The witch’s eyes rolled over at the back of his head, drool falling from his mouth. Death was here, he was dying, and the executioner was giving it to him slowly. But he was an unholy creature, a heretic, a practitioner of forbidden knowledge. And he wanted more.

He gave a troubled, far off laugh, and settled down against the thick, hungry length, and began to bounce sloppily. Liquid squirted from his sleek entrance, every plunge was loud and wet. The witch threw his head back, eyes rolled over, as his half fell over his body. The executioner chuckled at the witch’s need for a quicker, more violent death. His hands hardened so deeply into the skin, it turned purple, and he began to thrust the pole up into the witch.
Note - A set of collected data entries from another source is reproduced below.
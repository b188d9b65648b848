use axum::Json;
use axum::http::{HeaderValue, StatusCode};
use axum::response::{IntoResponse, Response};
use serde_json::json;
use uuid::Uuid;

/// Client-visible error messages.
pub mod messages {
    pub const PLANT_NOT_FOUND: &str = "Plant not found";
    pub const INVALID_PLANT_ID: &str = "Invalid plant id";
    pub const ROUTE_NOT_FOUND: &str = "Not Found";
    pub const INTERNAL_SERVER_ERROR: &str = "Internal server error";
}

pub const REQUEST_ID_HEADER: &str = "x-request-id";

/// Error response rendered as `{"error": <message>}`.
#[derive(Debug, Clone, PartialEq)]
pub struct ApiError {
    status_code: StatusCode,
    message: String,
    request_id: Option<Uuid>,
}

impl ApiError {
    pub fn new(status_code: StatusCode, message: impl Into<String>) -> Self {
        Self {
            status_code,
            message: message.into(),
            request_id: None,
        }
    }

    pub fn bad_request(message: impl Into<String>) -> Self {
        Self::new(StatusCode::BAD_REQUEST, message)
    }

    pub fn not_found(message: impl Into<String>) -> Self {
        Self::new(StatusCode::NOT_FOUND, message)
    }

    pub fn plant_not_found() -> Self {
        Self::not_found(messages::PLANT_NOT_FOUND)
    }

    /// The message is fixed; callers log the underlying cause themselves.
    pub fn internal_server_error() -> Self {
        Self::new(
            StatusCode::INTERNAL_SERVER_ERROR,
            messages::INTERNAL_SERVER_ERROR,
        )
    }

    pub fn with_request_id(mut self, request_id: Uuid) -> Self {
        self.request_id = Some(request_id);
        self
    }
}

impl IntoResponse for ApiError {
    fn into_response(self) -> Response {
        if self.status_code.is_server_error() {
            sentry::Hub::with_active(|hub| hub.capture_error(&self));
        }

        let body = Json(json!({ "error": self.message }));
        let mut response = (self.status_code, body).into_response();
        if let Some(request_id) = self.request_id
            && let Ok(value) = HeaderValue::from_str(&request_id.to_string())
        {
            response.headers_mut().insert(REQUEST_ID_HEADER, value);
        }

        response
    }
}

impl std::fmt::Display for ApiError {
    fn fmt(&self, f: &mut std::fmt::Formatter<'_>) -> std::fmt::Result {
        write!(f, "{} {}", self.status_code, self.message)
    }
}

impl std::error::Error for ApiError {}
The creature wailed and cried with tears, saliva dripping down from his hanging tongue; his cock was fully erect and bounced against his impaled stomach, cum already forming at the throbbing tip.

The crowd shouted, the crowd wailed. _Give him death, let him suffer, tear his insides apart!_

And the executioner did just that proudly.
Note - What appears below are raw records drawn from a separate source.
use axum::extract::{FromRequestParts, Path};
use axum::http::request::Parts;

use crate::shared::errors::{ApiError, messages};

/// Integer `{id}` segment of a `/plants/{id}` route.
///
/// Rejects with 400 before the handler runs when the segment is not an
/// integer.
#[derive(Debug, Clone, Copy, PartialEq, Eq)]
pub struct PlantId(pub i32);

impl<S> FromRequestParts<S> for PlantId
where
    S: Send + Sync,
{
    type Rejection = ApiError;

    async fn from_request_parts(
        parts: &mut Parts,
        state: &S,
    ) -> Result<Self, Self::Rejection> {
        let Path(raw) = Path::<String>::from_request_parts(parts, state)
            .await
            .map_err(|_| ApiError::bad_request(messages::INVALID_PLANT_ID))?;

        parse_plant_id(&raw)
            .map(PlantId)
            .ok_or_else(|| ApiError::bad_request(messages::INVALID_PLANT_ID))
    }
}

fn parse_plant_id(raw: &str) -> Option<i32> {
    raw.parse::<i32>().ok()
}

impl std::fmt::Display for PlantId {
    fn fmt(&self, f: &mut std::fmt::Formatter<'_>) -> std::fmt::Result {
        write!(f, "{}", self.0)
    }
}

#[cfg(test)]
mod tests {
    use super::*;

    #[test]
    fn test_parse_plant_id() {
        assert_eq!(parse_plant_id("1"), Some(1));
        assert_eq!(parse_plant_id("0"), Some(0));
        assert_eq!(parse_plant_id("-3"), Some(-3));
        assert_eq!(parse_plant_id("abc"), None);
        assert_eq!(parse_plant_id("1.5"), None);
        assert_eq!(parse_plant_id(""), None);
        assert_eq!(parse_plant_id("99999999999"), None);
    }
}
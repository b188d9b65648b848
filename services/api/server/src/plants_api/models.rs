use serde::Serialize;
use utoipa::ToSchema;

use crate::shared::price::Price;
use crate::storage::Plant;

/// A plant as returned to clients. Always exactly these five fields.
#[derive(Debug, Clone, PartialEq, Serialize, ToSchema)]
pub struct PlantResponse {
    #[schema(example = 1)]
    pub id: i32,
    #[schema(example = "Fern")]
    pub name: String,
    #[schema(example = "images/fern.png")]
    pub image: String,
    #[schema(value_type = f64, example = 9.99)]
    pub price: Price,
    #[schema(example = true)]
    pub is_in_stock: bool,
}

impl From<Plant> for PlantResponse {
    fn from(plant: Plant) -> Self {
        Self {
            id: plant.id,
            name: plant.name,
            image: plant.image,
            price: Price(plant.price),
            is_in_stock: plant.is_in_stock,
        }
    }
}

/// Body of every error response.
#[derive(Debug, Serialize, ToSchema)]
pub struct ErrorResponse {
    #[schema(example = "Plant not found")]
    pub error: String,
}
The monstrous pole somehow lengthened inside of the witch like a serpent digging deeper into its narrow nest. He gave a laugh-cry, choking on his own spit, as it pierced his prostate repeatedly. His stomach bulged from the size of the pole with every thrust and he kept bouncing erratically, chasing his own violent orgasm until it plunged fully into that spot once more and he cried out—cum shot out in thick, hot ribbons and coated his chest white and slick.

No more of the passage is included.